STA442/1008 Assignment 8

Do this for Test Three: Friday March 26th


The file potato2.dat contains data from an agricultural study in which potatoes were randomly assigned to be infected with one of three common strains of bacteria. Again randomly, equal numbers of potatoes with each type of bacteria were stored at one of two temperatures (1=cooler, 2=warmer). The dependent variable is amount of rot.

  1. Use proc glm to do an ordinary two-factor Analysis of Variance on these data. For each of the main effects and the interaction, answer these questions:
    1. What is the value of the test statistic?
    2. What is the p-value?
    3. Are the results statistically significant at the 0.05 level?
    4. Controlling for other effects in the model, what proportion of the remaining variation does the effect explain?
    5. What do you conclude?

    There is a bit of a trap here. I believe that because of the interaction, it makes sense to interpret one of the main effects, but not the other.

  2. Graph the interaction. A rough sketch is fine, or you can use graph paper. Does the effect of temperature appear to depend on type of bacteria? Describe any apparent trend in words. Does the effect of type of bacteria appear to depend on temperature? Describe any apparent trend in words.
  3. Now make 6 indicator variables, one for each treatment combination; of course you'll have to go back into your data step to do this. If the two lines on your graph (one for each temperature) were parallel, you'd have

    µ12 - µ11 = µ22 - µ21

    and

    µ13 - µ12 = µ23 - µ22.

    Using your indicator dummy variables, set up a regression model with cell means coding. Use the test command of proc reg to duplicate the test for interaction. You should get exactly the same F and p-value that proc glm gave you.
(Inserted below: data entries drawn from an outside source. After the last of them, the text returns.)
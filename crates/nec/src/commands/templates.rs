//! `nec templates` - list framework templates

use anyhow::Result;
use nec_projects::Template;
use serde::Serialize;

use crate::cli::TemplatesArgs;
use crate::output;

#[derive(Debug, Serialize)]
struct TemplateRow {
    slug: &'static str,
    label: &'static str,
    description: &'static str,
    aliases: &'static [&'static str],
}

impl From<Template> for TemplateRow {
    fn from(t: Template) -> Self {
        Self {
            slug: t.slug(),
            label: t.label(),
            description: t.description(),
            aliases: t.aliases(),
        }
    }
}

pub fn run(args: TemplatesArgs) -> Result<()> {
    let rows: Vec<TemplateRow> = Template::all().iter().copied().map(Into::into).collect();

    if args.json {
        println!("{}", serde_json::to_string_pretty(&rows)?);
        return Ok(());
    }

    output::header("Available templates");
    for row in &rows {
        println!("  {:10} {:22} {}", row.slug, row.label, row.description);
    }
    println!();
    output::info("Use with: nec new <name> --template <slug>");
    Ok(())
}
  4. In the preceding question, you tested whether the effect of bacteria type depended on storage temperature. You can look at the interaction the other way: does the effect of storage temperature depend on type of bacteria? If not, you would have

    µ21 - µ11 = µ22 - µ12

    and

    µ22 - µ12 = µ23 - µ13.

    Test this using the test command of proc reg. It's just another way of looking at the interaction, so you should get exactly the same F and p-value again.

  5. That last test for the interaction was a test for difference among three differences. It was significant, and this raises the question of which differences are different from one another. So please follow up with tests for all three pairwise differences between differences. You can just put three more test statements on your proc reg. What do you conclude? Explain your conclusions in plain language. Zero marks if you use terms that would not be understood by the average potato farmer.
  6. Would your answer to the last question change if you used a Bonferroni correction to protect the three tests of pairwise differences at joint significance level 0.05? Answer Yes or No. If the answer is Yes, say how the conclusion changed.
  7. Now please go back to the TV data. You'd like to test for regional differences (Rural vs Small Town vs Urban) in total TV hours watched, controlling for number of persons in the household. But the standard test would assume three regression lines with parallel slopes. You want to test this assumption. Do it with proc reg. Of course you have to create some additional variables in your data step.
    1. What is the value of the test statistic?
    2. What is the p-value?
    3. Are the results statistically significant at the 0.05 level?
    4. Controlling for other effects in the model, what proportion of the remaining variation does the effect explain?
    5. What do you conclude?
  8. The preceding test was not significant, so go ahead and do the usual test for regional differences controlling for number of persons in the household.
    1. First do it with proc glm, getting least squares means. What appears to be happening?
    2. Now go back to proc reg. Controlling for number of persons in the household, test all pairwise differences between locations. Use a Bonferroni correction. At joint significance level 0.05, be able to say whether each test is significant. What do you conclude? Use plain language that even a politician could understand. Even the words "significant" and "mean" are forbidden.

Bring your log files and your list files to the test. Also bring your hand-drawn graph. You may need to hand some of this in as one of the test questions.